Attitude and Behavior
Changing attitudes to change behavior, Changing behavior to influence attitudes
Attitude is a feeling, belief, or opinion of approval or disapproval towards something. Behavior is an action or reaction that occurs in response to an event or internal stimuli (i.e., thought).
People hold complex relationships between attitudes and behavior that are further complicated by the social factors influencing both. Behaviors usually, but not always, reflect established beliefs and attitudes. For example, a man who believes strongly in abstinence before marriage may choose to remain a virgin until his wedding night. Under other circumstances, that same man may engage in premarital sex despite his convictions after being influenced by social messages that his masculinity is dependent on sexual activity.
Ideally, positive attitudes manifest well-adjusted behaviors. However, in some cases healthy attitudes may result in harmful behavior. For example, someone may remain in an abusive and potentially deadly domestic situation because they hold negative attitudes towards divorce.
Behavior can be influenced by a number of factors beyond attitude, including preconceptions about self and others, monetary factors, social influences (what peers and community members are saying and doing), and convenience. Someone may have strong convictions about improving the public school system in their town, but if it means a hefty increase to their property taxes, they may vote against any improvements due to the potential for monetary loss. Or, they may simply not vote at all because their polling place is too far from their home, or the weather is bad on election day.
Studies have demonstrated that, in some cases, pointing out inconsistencies between attitudes and behavior can redirect the behavior. In the case of the school supporter, showing that their actions (i.e., not voting, not attending parent-teacher organization meetings) are harming rather than helping efforts to improve education in their town may influence them to reevaluate their behavior so that it reflects their attitudes.
For those in need of psychological treatment, there are several treatment approaches that focus on changing attitudes in order to change behavior. Cognitive therapy and cognitive-behavior therapy are two of those techniques. Cognitive therapy attempts to change irrational ways of thinking. Cognitive-behavioral therapy tries to correct the resulting inappropriate behavior.

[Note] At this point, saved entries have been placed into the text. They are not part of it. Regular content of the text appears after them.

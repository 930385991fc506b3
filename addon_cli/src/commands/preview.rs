use std::path::Path;

pub fn run(project_path: &Path) -> Result<(), String> {
    let project = super::load_project(project_path)?;
    let preview = addon_packager::preview_manifest(&project.manifest).map_err(|e| e.to_string())?;
    println!("{preview}");
    Ok(())
}
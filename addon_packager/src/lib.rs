//! # Addon Packager
//!
//! Builds an add-on archive from content records. Given a manifest
//! configuration, creatures and items, it synthesizes every pack document
//! and lays them out under a behavior root and a resource root.
//!
//! ## Core Components
//!
//! - **ids**: unique identifiers for manifest headers and modules
//! - **documents**: typed pack documents (manifests, entity and item
//!   behaviors, client entities, shaped recipes, the item texture index)
//! - **package**: path layout, archive serialization and delivery
//! - **export**: the `export_package` entry point and the manifest preview
//!
//! An export is a pure function of its inputs apart from identifier
//! generation. Nothing is cached between calls.

pub mod documents;
pub mod error;
pub mod export;
pub mod ids;
pub mod package;
mod validate;

pub use documents::*;
pub use error::*;
pub use export::*;
pub use ids::*;
pub use package::*;
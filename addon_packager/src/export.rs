//! Export entry points.
//!
//! An export runs in four steps:
//! 1. **Validate**: parse manifest versions and range-check every record
//! 2. **Synthesize**: build the documents for each requested pack
//! 3. **Assemble**: place them under the pack roots
//! 4. **Archive**: zip the package
//!
//! Inputs are only borrowed, and everything built along the way is owned
//! by the call. Dropping the call before step 4 leaves nothing behind.

use addon_model::{Entity, Item, ManifestConfig, Project};
use tracing::{debug, info, warn};

use crate::documents::{
    ClientEntityDoc, Document, EntityBehaviorDoc, ItemBehaviorDoc, ItemTextureDoc, ManifestDoc,
    ManifestSynthesizer, RecipeDoc,
};
use crate::error::ExportResult;
use crate::ids::{IdSource, NilIds, RandomIds};
use crate::package::{Archive, PackKind, Package, PackageAssembler, PlacedDocument, MANIFEST_FILE};
use crate::validate;

/// Export with fresh random identifiers.
pub fn export_package(
    config: &ManifestConfig,
    entities: &[Entity],
    items: &[Item],
) -> ExportResult<Archive> {
    Exporter::new(RandomIds).export(config, entities, items)
}

/// Export a whole project with fresh random identifiers.
pub fn export_project(project: &Project) -> ExportResult<Archive> {
    export_package(&project.manifest, &project.entities, &project.items)
}

/// Behavior manifest for the current configuration, as pretty JSON.
///
/// Identifiers are left as nil UUIDs: the preview is for display only and
/// never consumes randomness.
pub fn preview_manifest(config: &ManifestConfig) -> ExportResult<String> {
    let manifest = ManifestSynthesizer::new(config)?.behavior(&mut NilIds);
    Ok(serde_json::to_string_pretty(&manifest)?)
}

/// Runs exports with a chosen identifier source.
#[derive(Debug, Clone)]
pub struct Exporter<I: IdSource> {
    ids: I,
}

impl<I: IdSource> Exporter<I> {
    /// Create an exporter drawing identifiers from `ids`.
    pub fn new(ids: I) -> Self {
        Self { ids }
    }

    /// Build and zip the full package.
    pub fn export(
        &mut self,
        config: &ManifestConfig,
        entities: &[Entity],
        items: &[Item],
    ) -> ExportResult<Archive> {
        let package = self.package(config, entities, items)?;
        let archive = Archive::from_package(&package)?;

        info!(
            file = archive.file_name(),
            documents = package.documents().len(),
            bytes = archive.len(),
            "export finished"
        );
        Ok(archive)
    }

    /// Build the package without zipping it.
    pub fn package(
        &mut self,
        config: &ManifestConfig,
        entities: &[Entity],
        items: &[Item],
    ) -> ExportResult<Package> {
        let manifests = ManifestSynthesizer::new(config)?;
        for entity in entities {
            validate::entity(entity)?;
        }
        for item in items {
            validate::item(item)?;
        }

        if config.pack_name.trim().is_empty() {
            warn!("pack name is empty, using \"{}\"", config.effective_pack_name());
        }

        let slug = config.slug();
        info!(
            slug = %slug,
            addon_type = %config.addon_type,
            entities = entities.len(),
            items = items.len(),
            "export started"
        );

        let mut assembler = PackageAssembler::new(slug, config.addon_type);

        let mut behavior_pack = None;
        if config.addon_type.includes_behavior() {
            let manifest = manifests.behavior(&mut self.ids);
            behavior_pack = Some(manifest.uuid());
            for placed in behavior_documents(manifest, entities, items)? {
                assembler.add(placed)?;
            }
        }

        if config.addon_type.includes_resources() {
            let manifest = manifests.resources(&mut self.ids, behavior_pack);
            assembler.add(PlacedDocument::new(
                PackKind::Resources,
                MANIFEST_FILE,
                Document::Manifest(manifest),
            ))?;
            assembler.add_directory(PackKind::Resources, "textures/entity")?;
            assembler.add_directory(PackKind::Resources, "textures/items")?;
            for placed in resource_documents(config, entities, items)? {
                assembler.add(placed)?;
            }
        }

        assembler.finish()
    }
}

fn behavior_documents(
    manifest: ManifestDoc,
    entities: &[Entity],
    items: &[Item],
) -> ExportResult<Vec<PlacedDocument>> {
    let mut placed = vec![PlacedDocument::new(
        PackKind::Behavior,
        MANIFEST_FILE,
        Document::Manifest(manifest),
    )];

    for entity in entities {
        debug!(identifier = entity.effective_identifier(), "synthesizing entity behavior");
        placed.push(PlacedDocument::new(
            PackKind::Behavior,
            format!("entities/{}.json", entity.local_name()),
            Document::EntityBehavior(EntityBehaviorDoc::from_entity(entity)),
        ));
    }

    for item in items {
        debug!(identifier = item.effective_identifier(), "synthesizing item behavior");
        placed.push(PlacedDocument::new(
            PackKind::Behavior,
            format!("items/{}.json", item.local_name()),
            Document::ItemBehavior(ItemBehaviorDoc::from_item(item)),
        ));

        if let Some(recipe) = RecipeDoc::from_item(item)? {
            placed.push(PlacedDocument::new(
                PackKind::Behavior,
                format!("recipes/{}_recipe.json", item.local_name()),
                Document::Recipe(recipe),
            ));
        }
    }

    Ok(placed)
}

fn resource_documents(
    config: &ManifestConfig,
    entities: &[Entity],
    items: &[Item],
) -> ExportResult<Vec<PlacedDocument>> {
    let mut placed: Vec<PlacedDocument> = entities
        .iter()
        .map(|entity| {
            PlacedDocument::new(
                PackKind::Resources,
                format!("entity/{}.entity.json", entity.local_name()),
                Document::ClientEntity(ClientEntityDoc::from_entity(entity)),
            )
        })
        .collect();

    if let Some(textures) = ItemTextureDoc::from_items(config.effective_pack_name(), items)? {
        placed.push(PlacedDocument::new(
            PackKind::Resources,
            "textures/item_texture.json",
            Document::ItemTextures(textures),
        ));
    }

    Ok(placed)
}
//! Custom item definitions and their crafting grids.

use serde::{Deserialize, Serialize};

use super::{local_name, non_empty, ContentId};
use crate::kinds::ItemCategory;

/// Identifier used when an item has none.
pub const DEFAULT_ITEM_IDENTIFIER: &str = "custom_item";

/// Display name used when an item has none.
pub const DEFAULT_ITEM_NAME: &str = "Custom Item";

/// Number of slots in the 3x3 crafting grid.
pub const CRAFTING_SLOTS: u8 = 9;

/// Stack size bounds accepted by the pack format.
pub const MAX_STACK_SIZE_RANGE: std::ops::RangeInclusive<u32> = 1..=64;

/// Largest damage value an item may carry.
pub const MAX_ITEM_DAMAGE: u32 = 100;

/// Largest nutrition value a food item may restore.
pub const MAX_FOOD_RESTORATION: u32 = 20;

/// One ingredient placed in the crafting grid.
#[derive(Debug, Clone, PartialEq, Eq, Serialize, Deserialize)]
pub struct CraftingIngredient {
    /// Row-major slot index, 0..=8.
    pub slot: u8,
    /// Namespaced ingredient identifier, e.g. `minecraft:stick`.
    pub item: String,
}

impl CraftingIngredient {
    /// Place `item` in `slot`.
    pub fn new(slot: u8, item: impl Into<String>) -> Self {
        Self {
            slot,
            item: item.into(),
        }
    }

    /// Grid row of the slot.
    pub fn row(&self) -> usize {
        usize::from(self.slot / 3)
    }

    /// Grid column of the slot.
    pub fn column(&self) -> usize {
        usize::from(self.slot % 3)
    }
}

/// A user-authored item.
#[derive(Debug, Clone, PartialEq, Serialize, Deserialize)]
pub struct Item {
    #[serde(default)]
    pub id: ContentId,
    #[serde(default)]
    pub identifier: String,
    #[serde(default)]
    pub display_name: String,
    #[serde(default)]
    pub category: ItemCategory,
    pub max_stack_size: u32,
    #[serde(default)]
    pub damage: u32,
    /// 0 means unbreakable.
    #[serde(default)]
    pub durability: u32,
    #[serde(default)]
    pub is_food: bool,
    /// Only meaningful when `is_food` is set.
    #[serde(default)]
    pub food_restoration: u32,
    #[serde(default, skip_serializing_if = "Option::is_none")]
    pub texture_url: Option<String>,
    #[serde(default)]
    pub description: String,
    // Kept last: TOML writes arrays of tables after plain keys.
    #[serde(default)]
    pub crafting_recipe: Vec<CraftingIngredient>,
}

impl Item {
    /// Create an item with the builder defaults.
    pub fn new(identifier: impl Into<String>) -> Self {
        Self {
            id: ContentId::new(),
            identifier: identifier.into(),
            display_name: String::new(),
            category: ItemCategory::Items,
            max_stack_size: 64,
            damage: 0,
            durability: 0,
            is_food: false,
            food_restoration: 0,
            texture_url: None,
            description: String::new(),
            crafting_recipe: Vec::new(),
        }
    }

    /// Set the display name.
    pub fn with_display_name(mut self, name: impl Into<String>) -> Self {
        self.display_name = name.into();
        self
    }

    /// Set the category.
    pub fn with_category(mut self, category: ItemCategory) -> Self {
        self.category = category;
        self
    }

    /// Set the maximum stack size.
    pub fn with_max_stack_size(mut self, size: u32) -> Self {
        self.max_stack_size = size;
        self
    }

    /// Set the damage.
    pub fn with_damage(mut self, damage: u32) -> Self {
        self.damage = damage;
        self
    }

    /// Set the durability.
    pub fn with_durability(mut self, durability: u32) -> Self {
        self.durability = durability;
        self
    }

    /// Mark as food restoring `nutrition`.
    pub fn with_food(mut self, nutrition: u32) -> Self {
        self.is_food = true;
        self.food_restoration = nutrition;
        self
    }

    /// Place an ingredient in the crafting grid.
    pub fn with_ingredient(mut self, slot: u8, item: impl Into<String>) -> Self {
        self.crafting_recipe.push(CraftingIngredient::new(slot, item));
        self
    }

    /// Set the description.
    pub fn with_description(mut self, description: impl Into<String>) -> Self {
        self.description = description.into();
        self
    }

    /// Identifier with the empty-field default applied.
    pub fn effective_identifier(&self) -> &str {
        non_empty(&self.identifier, DEFAULT_ITEM_IDENTIFIER)
    }

    /// Display name with the empty-field default applied.
    pub fn effective_display_name(&self) -> &str {
        non_empty(&self.display_name, DEFAULT_ITEM_NAME)
    }

    /// Local part of the identifier, used for file and texture names.
    pub fn local_name(&self) -> &str {
        local_name(self.effective_identifier(), DEFAULT_ITEM_IDENTIFIER)
    }

    /// Check if the item can be crafted.
    pub fn has_recipe(&self) -> bool {
        !self.crafting_recipe.is_empty()
    }

    /// Nutrition to emit, if any.
    ///
    /// The food flag alone is not enough: a food item restoring nothing
    /// gets no food component.
    pub fn nutrition(&self) -> Option<u32> {
        (self.is_food && self.food_restoration > 0).then_some(self.food_restoration)
    }
}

Changing attitudes to change behavior
Attitude and behavior are woven into the fabric of daily life. Research has shown that individuals register an immediate and automatic reaction of "good" or "bad" towards everything they encounter in less than a second, even before they are aware of having formed an attitude. Advertising, political campaigns, and other persuasive media messages are all built on the premise that behavior follows attitude, and attitude can be influenced with the right message delivered in the right way.
The fields of social and behavioral psychology have researched the relationship between attitude and behavior extensively. The more psychologists can understand the relationship between attitude and behavior and the factors that influence both, the more effectively they can treat mental disorders, and contribute to the dialogue on important social problems such as racism, gender bias, and age discrimination.
The concept of "social marketing" combines cognitive-behavioral components of psychology with social science and commercial marketing techniques to encourage or discourage behaviors by changing the attitudes that cause them. It is also a key part of public health education initiatives, particularly in the case of preventive medicine. Campaigns promoting positive attitudes towards prenatal care, abstinence from drug use, smoking cessation, sunscreen use, organ donations, safe sex, cancer screening, and other healthcare initiatives are all examples of social marketing in action. In effect, social marketing is "selling" attitudes and beliefs and ideally influencing associated behavior.
Changing behavior to influence attitudes
In 1955, clinical psychologist and educator George Kelly introduced his psychology of personal constructs. Kelly's constructs were based on the idea that each individual looks at the world through his or her own unique set of preconceived notions about it (i.e., constructs). These constructs change and adapt as the individual is exposed to new and different situations. At the heart of Kelly's theory is the idea that individuals can seek new experiences and practice and adapt new behaviors in order to change their attitudes (or constructs) towards the world. He recommended that therapists encourage their patients to try out new behaviors and coping strategies; he and others that followed frequently found that patients would adapt these useful new behavior patterns and subsequently change their attitudes.
When behavior is inconsistent with attitude, it is sometimes a result of social or peer pressure. While adult behavior generally follows from held attitudes, for children, attitudes are often shaped by observed behavior. From a very young age, children copy the actions of others and, to a degree, build their attitudes and beliefs from this learned behavior. As children grow into adolescence, the behavior of their peers can have a significant impact. Sometimes this peer pressure factor can be used to an advantage. One research study found that antismoking campaigns targeted at teenagers can have a higher success rate when adolescent peers are used as instructors.
Byrne, Donn and Robert A. Baron. Social psychology. 8th edition. Boston, MA: Allyn & Bacon, Inc., 1997.
Eagly, Alice and Shelly Chaiken. Dawn Youngblood, ed. The psychology of attitudes. Forth Worth, TX: Harcourt Brace Jovanovich College Publishers, 1993.
Kelly, George. The psychology of personal constructs. 2 vols. New York: Norton, 1955.